* [Your goal]
Every line with the string "UserService" in it belongs in your answer, so copy them all from the data.

* [Data supplied]
···
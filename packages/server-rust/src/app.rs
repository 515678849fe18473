//! Process assembly: storage, pipeline, both transports, and shutdown.

use std::net::SocketAddr;
use std::sync::Arc;

use tracing::{info, warn};

use crate::config::Cli;
use crate::network::{NetworkModule, ShutdownController};
use crate::rpc::RpcServer;
use crate::service::domain::{BuildInfo, HealthService, UserService};
use crate::service::{
    build_operation_pipeline, service_names, Collaborators, Dispatcher, OperationRouter,
};
use crate::storage::{MemoryUserStore, UserStore};
use crate::telemetry::metrics::install_prometheus;
use crate::telemetry::{
    ErrorReporter, LogReporter, LogTracer, MetricsSink, PrometheusSink, QueuedMetrics, Tracer,
    WebhookReporter,
};

/// Capacity of the metrics queue in front of the Prometheus recorder.
const METRICS_QUEUE_CAPACITY: usize = 1024;

fn build_store(cli: &Cli) -> anyhow::Result<Arc<dyn UserStore>> {
    if let Some(url) = &cli.database_url {
        #[cfg(feature = "postgres")]
        {
            let store =
                crate::storage::PostgresUserStore::connect_lazy(url, cli.database_max_connections)?;
            return Ok(Arc::new(store));
        }
        #[cfg(not(feature = "postgres"))]
        {
            let _ = url;
            anyhow::bail!("a database URL was given but this build lacks the `postgres` feature");
        }
    }

    let store = match &cli.seed_file {
        Some(path) => MemoryUserStore::from_seed_file(path)?,
        None => MemoryUserStore::new(),
    };
    warn!(records = store.len(), "using in-memory store, changes are not persisted");
    Ok(Arc::new(store))
}

/// Sinks for the optional decorators. Must run inside the runtime.
fn build_collaborators(cli: &Cli) -> anyhow::Result<Collaborators> {
    let metrics: Option<Arc<dyn MetricsSink>> = if cli.metrics_enabled {
        install_prometheus(SocketAddr::from(([0, 0, 0, 0], cli.metrics_port)))?;
        let (queue, _drain) = QueuedMetrics::spawn(Arc::new(PrometheusSink), METRICS_QUEUE_CAPACITY);
        Some(Arc::new(queue))
    } else {
        None
    };

    let tracer: Option<Arc<dyn Tracer>> = cli
        .tracer_enabled
        .then(|| Arc::new(LogTracer::new(cli.tracer_name.clone())) as Arc<dyn Tracer>);

    let reporter = cli.reporter_enabled.then(|| -> Arc<dyn ErrorReporter> {
        match &cli.reporter_dsn {
            Some(dsn) => Arc::new(WebhookReporter::new(dsn.clone(), cli.reporter_environment.clone())),
            None => Arc::new(LogReporter),
        }
    });

    Ok(Collaborators {
        metrics,
        tracer,
        reporter,
    })
}

async fn wait_for_signal() {
    let ctrl_c = async {
        if let Err(e) = tokio::signal::ctrl_c().await {
            warn!(error = %e, "failed to listen for ctrl-c");
            std::future::pending::<()>().await;
        }
    };

    #[cfg(unix)]
    let terminate = async {
        match tokio::signal::unix::signal(tokio::signal::unix::SignalKind::terminate()) {
            Ok(mut sig) => {
                sig.recv().await;
            }
            Err(e) => {
                warn!(error = %e, "failed to listen for SIGTERM");
                std::future::pending::<()>().await;
            }
        }
    };
    #[cfg(not(unix))]
    let terminate = std::future::pending::<()>();

    tokio::select! {
        () = ctrl_c => {},
        () = terminate => {},
    }
}

/// Runs the server until SIGINT or SIGTERM, then drains both transports.
///
/// # Errors
///
/// Startup failures (storage, bind, exporter) and fatal server errors.
pub async fn run(cli: Cli) -> anyhow::Result<()> {
    info!(config = %cli.summary(), "starting guestlist server");

    let store = build_store(&cli)?;
    store.initialize().await?;

    let shutdown = Arc::new(ShutdownController::new());
    let collaborators = build_collaborators(&cli)?;

    let mut router = OperationRouter::new();
    router.register(service_names::USER, UserService::new(Arc::clone(&store)));
    router.register(
        service_names::HEALTH,
        HealthService::new(Arc::clone(&shutdown), Arc::clone(&store), BuildInfo::from_env()),
    );
    let dispatcher = Dispatcher::new(build_operation_pipeline(router, &collaborators));

    let mut http = NetworkModule::new(
        cli.network_config(),
        dispatcher.clone(),
        Arc::clone(&shutdown),
        collaborators.tracer.clone(),
    );
    let mut rpc = RpcServer::new(
        cli.rpc_config(),
        dispatcher,
        Arc::clone(&shutdown),
        collaborators.tracer.clone(),
    );
    http.start().await?;
    rpc.start().await?;
    shutdown.set_ready();

    let on_signal = Arc::clone(&shutdown);
    tokio::spawn(async move {
        wait_for_signal().await;
        info!("shutdown signal received, draining");
        on_signal.trigger_shutdown();
    });

    let http_stop = Arc::clone(&shutdown);
    let rpc_stop = Arc::clone(&shutdown);
    let result = tokio::try_join!(
        http.serve(async move { http_stop.wait_for_shutdown().await }),
        rpc.serve(async move { rpc_stop.wait_for_shutdown().await }),
    );
    // Either server failing stops the other.
    shutdown.trigger_shutdown();

    store.close().await;
    result?;
    info!("guestlist server stopped");
    Ok(())
}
···
* [Solution for this exercise]
use crate::service::domain::{BuildInfo, HealthService, UserService};
    router.register(service_names::USER, UserService::new(Arc::clone(&store)));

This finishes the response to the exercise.